Akute и идейный тупик хипстеров
Детальный осмотр показывает, что «хипстеризм» отринул многие патологии и крайности russian rock: это и славянофильство, вечно бьющее себя в грудь, и героико-патриотический алкоголизм, и антисанитарный образ жизни, и невнятный личный дизайн (стоптанные берцы, прокуренные тельняшки, дырявые черные джинсы), и многое-многое другое.
Хипстерский культурный код предстает гораздо user-friendly, балуя такими приятными плюшками как миролюбивый космополитизм, ответственное отношение к здоровью, эрудированное потребление искусства (от Пруста до Тарантино), тонкий индивидуалистский имидж (не отвергающий экзотические сочетания зеленого верха и красного низа).
В то же время в городском пространстве накапливается некоторая усталость от переизбытка носителей нового культурного кода. Эту пока еще не сильно проявленную усталость отлично транслирует могилевский коллектив Akute, подходящий к своему делу не с национально-освободительных, а чувственно-декадентских позиций. Остроактуальные музыканты, множа в бесконечном потоке гитарных эффектов словесный флуд из «зорак», «цемры» и «цiшынi», сообщают своим остроактуальным слушателям о том, что их жизнь, состоящая из социальных сетей и супертрендов, ничтожна на фоне красоты и величия космоса.
Мастерски аранжированный, но выморочный по духу третий альбом Akute «Рэальнасць i сны» обозначил собой идейный тупик, в котором оказались белорусские бобо.

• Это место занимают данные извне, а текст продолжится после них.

#[cfg(test)]
mod tests {
    use super::*;
    use crate::directory::{InMemoryDirectory, PlayerRecord};
    use crate::errors::LedgerError;
    use crate::ledger::InMemoryLedger;
    use crate::notice::{Audience, Notice};
    use crate::types::Presence;
    use tokio::sync::broadcast;

    struct Fixture {
        registry: WagerRegistry,
        ledger: InMemoryLedger,
        directory: InMemoryDirectory,
        notices: NoticeHub,
        metrics: EngineMetrics,
        rx: broadcast::Receiver<Notice>,
    }

    fn p(id: &str) -> ParticipantId {
        ParticipantId::from(id)
    }

    fn zone(id: &str) -> ZoneId {
        ZoneId::from(id)
    }

    fn fixture() -> Fixture {
        let notices = NoticeHub::new(64);
        let rx = notices.subscribe();
        let directory = InMemoryDirectory::new();
        for id in ["trent", "king", "juni", "orillion"] {
            directory.upsert(
                p(id),
                PlayerRecord {
                    name: id.to_string(),
                    presence: Presence::InSpace { zone: zone("omega-5") },
                    target: None,
                },
            );
        }
        Fixture {
            registry: WagerRegistry::new(),
            ledger: InMemoryLedger::new(),
            directory,
            notices,
            metrics: EngineMetrics::new(),
            rx,
        }
    }

    fn settlement<'a>(f: &'a mut Fixture, refund_on_void: bool) -> Settlement<'a> {
        Settlement {
            registry: &mut f.registry,
            ledger: &f.ledger,
            directory: &f.directory,
            notices: &f.notices,
            metrics: &f.metrics,
            refund_on_void,
        }
    }

    fn drain(rx: &mut broadcast::Receiver<Notice>) -> Vec<Notice> {
        let mut out = Vec::new();
        while let Ok(n) = rx.try_recv() {
            out.push(n);
        }
        out
    }

    #[test]
    fn accepted_duel_resolves_for_the_survivor() {
        let mut f = fixture();
        f.ledger.set_balance(p("trent"), 10_000);
        f.ledger.set_balance(p("king"), 10_000);
        f.registry.create_duel(p("trent"), p("king"), 5_000).unwrap();
        f.registry.accept_duel(&p("king")).unwrap();

        assert!(settlement(&mut f, false).settle_duel_against(&p("king")));

        assert_eq!(f.ledger.balance(&p("trent")).unwrap(), 15_000);
        assert_eq!(f.ledger.balance(&p("king")).unwrap(), 5_000);
        assert!(f.registry.duel_involving(&p("trent")).is_none());

        let notices = drain(&mut f.rx);
        assert_eq!(notices.len(), 1);
        assert_eq!(notices[0].audience, Audience::Zone { zone: zone("omega-5") });
        assert_eq!(notices[0].text(), "trent has won a duel against king for 5000 credits.");
        assert_eq!(f.metrics.snapshot().duels_resolved, 1);
    }

    #[test]
    fn proposed_duel_cancels_with_no_money_moved() {
        let mut f = fixture();
        f.ledger.set_balance(p("trent"), 10_000);
        f.ledger.set_balance(p("king"), 10_000);
        f.registry.create_duel(p("trent"), p("king"), 5_000).unwrap();

        assert!(settlement(&mut f, false).settle_duel_against(&p("trent")));

        assert_eq!(f.ledger.balance(&p("trent")).unwrap(), 10_000);
        assert_eq!(f.ledger.balance(&p("king")).unwrap(), 10_000);

        let notices = drain(&mut f.rx);
        assert_eq!(notices.len(), 2);
        assert!(notices.iter().all(|n| n.text() == "Duel cancelled."));
        assert_eq!(f.metrics.snapshot().duels_cancelled, 1);
    }

    #[test]
    fn zero_wager_duel_resolves_without_ledger_calls() {
        let mut f = fixture();
        // No accounts exist, so any ledger call would fail and count.
        f.registry.create_duel(p("trent"), p("king"), 0).unwrap();
        f.registry.accept_duel(&p("king")).unwrap();

        assert!(settlement(&mut f, false).settle_duel_against(&p("trent")));

        assert_eq!(f.metrics.snapshot().ledger_failures, 0);
        let notices = drain(&mut f.rx);
        assert_eq!(notices[0].text(), "king has won a duel against trent for 0 credits.");
    }

    #[test]
    fn duel_resolution_reaches_both_parties_when_winner_is_offline() {
        let mut f = fixture();
        f.ledger.set_balance(p("trent"), 1_000);
        f.ledger.set_balance(p("king"), 1_000);
        f.registry.create_duel(p("trent"), p("king"), 100).unwrap();
        f.registry.accept_duel(&p("king")).unwrap();
        f.directory.set_presence(&p("trent"), Presence::Offline);

        // King disconnects; offline Trent still wins.
        assert!(settlement(&mut f, false).settle_duel_against(&p("king")));

        let notices = drain(&mut f.rx);
        let audiences: Vec<&Audience> = notices.iter().map(|n| &n.audience).collect();
        assert!(audiences.contains(&&Audience::Participant { id: p("trent") }));
        assert!(audiences.contains(&&Audience::Participant { id: p("king") }));
    }

    #[test]
    fn ledger_failure_still_deletes_the_duel() {
        let mut f = fixture();
        // Accounts never created: every adjustment fails.
        f.registry.create_duel(p("trent"), p("king"), 5_000).unwrap();
        f.registry.accept_duel(&p("king")).unwrap();

        assert!(settlement(&mut f, false).settle_duel_against(&p("king")));

        assert!(f.registry.duel_involving(&p("trent")).is_none());
        assert_eq!(f.metrics.snapshot().ledger_failures, 2);
        assert_eq!(f.metrics.snapshot().duels_resolved, 1);
    }

    #[test]
    fn elimination_runs_down_to_a_winner() {
        let mut f = fixture();
        for id in ["trent", "king", "juni"] {
            f.ledger.set_balance(p(id), 1_000);
        }
        f.registry
            .create_ffa(p("trent"), zone("omega-5"), 100, vec![p("king"), p("juni")])
            .unwrap();
        f.ledger.adjust(&p("trent"), -100).unwrap();
        for id in ["king", "juni"] {
            f.registry.accept_ffa(&p(id)).unwrap();
            f.ledger.adjust(&p(id), -100).unwrap();
        }

        let mut s = settlement(&mut f, false);
        assert!(s.eliminate_from_ffa(&p("king")));
        assert!(s.eliminate_from_ffa(&p("juni")));

        // Trent stands alone and takes the 300-credit pot.
        assert_eq!(f.ledger.balance(&p("trent")).unwrap(), 1_200);
        assert_eq!(f.ledger.balance(&p("king")).unwrap(), 900);
        assert!(f.registry.ffa(&zone("omega-5")).is_none());

        let texts: Vec<String> = drain(&mut f.rx).iter().map(|n| n.text()).collect();
        assert_eq!(
            texts,
            vec![
                "king has been knocked out of the free-for-all.".to_string(),
                "juni has been knocked out of the free-for-all.".to_string(),
                "trent has won the free-for-all and receives 300 credits.".to_string(),
            ]
        );
        assert_eq!(f.metrics.snapshot().ffas_resolved, 1);
    }

    #[test]
    fn losing_the_only_accepted_contestant_voids_the_pot() {
        let mut f = fixture();
        f.ledger.set_balance(p("trent"), 1_000);
        // King and Juni are invited but never accept; only Trent's
        // entry is in the pot when Trent goes down.
        f.registry
            .create_ffa(p("trent"), zone("omega-5"), 100, vec![p("king"), p("juni")])
            .unwrap();
        f.ledger.adjust(&p("trent"), -100).unwrap();

        assert!(settlement(&mut f, false).eliminate_from_ffa(&p("trent")));

        // Forfeit policy: the entry stays gone.
        assert_eq!(f.ledger.balance(&p("trent")).unwrap(), 900);
        assert!(f.registry.ffa(&zone("omega-5")).is_none());

        let texts: Vec<String> = drain(&mut f.rx).iter().map(|n| n.text()).collect();
        assert_eq!(
            texts,
            vec![
                "trent has been knocked out of the free-for-all.".to_string(),
                "No one has won the free-for-all.".to_string(),
            ]
        );
        assert_eq!(f.metrics.snapshot().ffas_voided, 1);
    }

    #[test]
    fn void_refunds_entries_when_policy_enabled() {
        let mut f = fixture();
        f.ledger.set_balance(p("trent"), 1_000);
        f.registry
            .create_ffa(p("trent"), zone("omega-5"), 100, vec![p("king"), p("juni")])
            .unwrap();
        f.ledger.adjust(&p("trent"), -100).unwrap();

        settlement(&mut f, true).eliminate_from_ffa(&p("trent"));

        assert_eq!(f.ledger.balance(&p("trent")).unwrap(), 1_000);
        assert!(f.registry.ffa(&zone("omega-5")).is_none());
    }

    #[test]
    fn unaccepted_member_is_dropped_silently() {
        let mut f = fixture();
        f.ledger.set_balance(p("trent"), 1_000);
        f.registry
            .create_ffa(p("trent"), zone("omega-5"), 100, vec![p("king"), p("juni")])
            .unwrap();

        // King never accepted; his dock drops him without a notice and
        // without ending the tournament.
        assert!(settlement(&mut f, false).eliminate_from_ffa(&p("king")));

        assert!(drain(&mut f.rx).is_empty());
        let ffa = f.registry.ffa(&zone("omega-5")).unwrap();
        assert!(!ffa.contestants.contains_key(&p("king")));
        assert_eq!(ffa.pot, 100);
        assert!(!f.registry.is_engaged(&p("king")));
    }

    #[test]
    fn eliminating_the_same_contestant_twice_is_a_no_op() {
        let mut f = fixture();
        f.ledger.set_balance(p("trent"), 1_000);
        f.registry
            .create_ffa(p("trent"), zone("omega-5"), 100, vec![p("king"), p("juni")])
            .unwrap();
        f.registry.accept_ffa(&p("king")).unwrap();
        f.registry.accept_ffa(&p("juni")).unwrap();

        let mut s = settlement(&mut f, false);
        assert!(s.eliminate_from_ffa(&p("king")));
        assert!(!s.eliminate_from_ffa(&p("king")));

        let texts: Vec<String> = drain(&mut f.rx).iter().map(|n| n.text()).collect();
        assert_eq!(texts.len(), 1);
        assert!(f.registry.ffa(&zone("omega-5")).is_some());
    }

    #[test]
    fn participants_with_no_wager_are_untouched() {
        let mut f = fixture();
        let mut s = settlement(&mut f, false);
        assert!(!s.settle_duel_against(&p("trent")));
        assert!(!s.eliminate_from_ffa(&p("trent")));
    }

    struct RefusingLedger;

    impl Ledger for RefusingLedger {
        fn balance(&self, _: &ParticipantId) -> Result<Credits, LedgerError> {
            Err(LedgerError::Unavailable("down".to_string()))
        }
        fn adjust(&self, _: &ParticipantId, _: Credits) -> Result<(), LedgerError> {
            Err(LedgerError::Unavailable("down".to_string()))
        }
    }

    #[test]
    fn ffa_payout_failure_still_deletes_the_tournament() {
        let mut f = fixture();
        f.registry
            .create_ffa(p("trent"), zone("omega-5"), 100, vec![p("king")])
            .unwrap();
        f.registry.accept_ffa(&p("king")).unwrap();

        let refusing = RefusingLedger;
        let mut s = Settlement {
            registry: &mut f.registry,
            ledger: &refusing,
            directory: &f.directory,
            notices: &f.notices,
            metrics: &f.metrics,
            refund_on_void: false,
        };
        assert!(s.eliminate_from_ffa(&p("king")));

        assert!(f.registry.ffa(&zone("omega-5")).is_none());
        assert_eq!(f.metrics.snapshot().ledger_failures, 1);
        assert_eq!(f.metrics.snapshot().ffas_resolved, 1);
    }
}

Новые варвары как замена старым хипстерам
Закон смены культурных кодов говорит о том, что хипстеры должны уступить место чему-то дикому и варварскому, исполненному ницшеанским ресентиментом (мстительностью). Предварительно этот феномен можно обозвать «новым барбарианством» (от англ. barbarian – варвар). Суть нового барбарианства состоит в экстремальном патриотизме («Мы – класс, США – говно»). Важное уточнение: новый варвар отличается от подтипа «ватник вульгарный» своей подлинной, а не лозунговой любовью к отечеству, а также более мудрым отношением к дракам и водке.

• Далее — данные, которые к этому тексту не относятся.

//! Route Definitions
//!
//! Maps URLs to handlers with type-safe routing.

use super::{handlers::*, websocket::notice_stream_handler};
use axum::{
    routing::{get, post, put},
    Router,
};
use std::sync::Arc;

/// Build the gateway router with all endpoints.
pub fn create_router(state: Arc<AppState>) -> Router {
    Router::new()
        // Health check
        .route("/health", get(health_handler))
        // Service status
        .route("/status", get(status_handler))
        // Live wagers
        .route("/wagers", get(wagers_handler))
        // Chat command intake
        .route("/command", post(command_handler))
        // Host lifecycle events
        .route("/event/death", post(death_handler))
        .route("/event/disconnect", post(disconnect_handler))
        .route("/event/dock", post(dock_handler))
        .route("/event/menu-open", post(menu_open_handler))
        // Player directory and ledger feeds
        .route("/players/:participant", put(upsert_player_handler))
        .route("/players/:participant/balance", put(set_balance_handler))
        // WebSocket notice stream
        .route("/ws", get(notice_stream_handler))
        // Metrics endpoint for Prometheus
        .route("/metrics", get(metrics_handler))
        // Attach shared state
        .with_state(state)
}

Экстремальный патриотизм диктует простые правила: архаичный музыкальный формат, особенно приветствующий редкие записи досуверенной эстрады (пиратские издания и ауттейки «Верасов»), принципиальное употребление нацпродуктов и изделий («Данон в топку, «Бабушкину крынку» – в топ», «Свитанак, I'm lovin it»), воспроизведение во внешнем виде стереотипной модели белоруса (как минимум, ношение «мулявинских» усов), проживание в сельской местности (может быть, даже на радиоактивно неблагополучной территории с железной отмазкой для скептиков: «в райисполкоме сказали, можно»), работа по распределению раз и навсегда с минимально возможным окладом (вершина барбарианства – работа за еду/трудодни/красивую грамоту), религиозное форсирование государственно значимых мемов (возложение венков зубру-символу ЧМ по хоккею) и так далее.
Притягательность нового варварства в целом объясняется легко: оно не требует больших денежных затрат, доступно всегда и везде, политически не преследуется, а даже – поощряется, пропитано подлинным народным духом и имеет глубокие исторические корни.
В свете последних глобальных событий (украинский карнавал, оргазм евразийской интеграции, бум сериала «Физрук») будущее барбарианства рисуется в самых позитивных красках. Осталось лишь дождаться момента, когда нынешние хипстеры окончательно перерисуются в свирепых снаружи, но добрых внутри новых варваров.